Work instructions
A single number is required: the count of lines in the entries below that include the word "warn".

Saved data entries
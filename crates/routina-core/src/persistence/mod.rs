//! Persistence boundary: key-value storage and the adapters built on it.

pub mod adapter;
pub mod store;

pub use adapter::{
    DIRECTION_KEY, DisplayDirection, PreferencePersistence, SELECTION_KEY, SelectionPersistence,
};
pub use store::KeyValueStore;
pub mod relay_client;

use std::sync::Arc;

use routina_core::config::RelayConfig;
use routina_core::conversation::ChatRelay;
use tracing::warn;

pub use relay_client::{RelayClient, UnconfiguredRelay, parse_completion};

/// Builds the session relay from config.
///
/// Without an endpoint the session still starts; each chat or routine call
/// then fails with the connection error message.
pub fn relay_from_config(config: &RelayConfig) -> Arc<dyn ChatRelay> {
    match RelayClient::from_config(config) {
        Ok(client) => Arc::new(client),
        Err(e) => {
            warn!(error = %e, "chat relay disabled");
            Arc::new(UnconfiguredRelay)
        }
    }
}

Final answer
2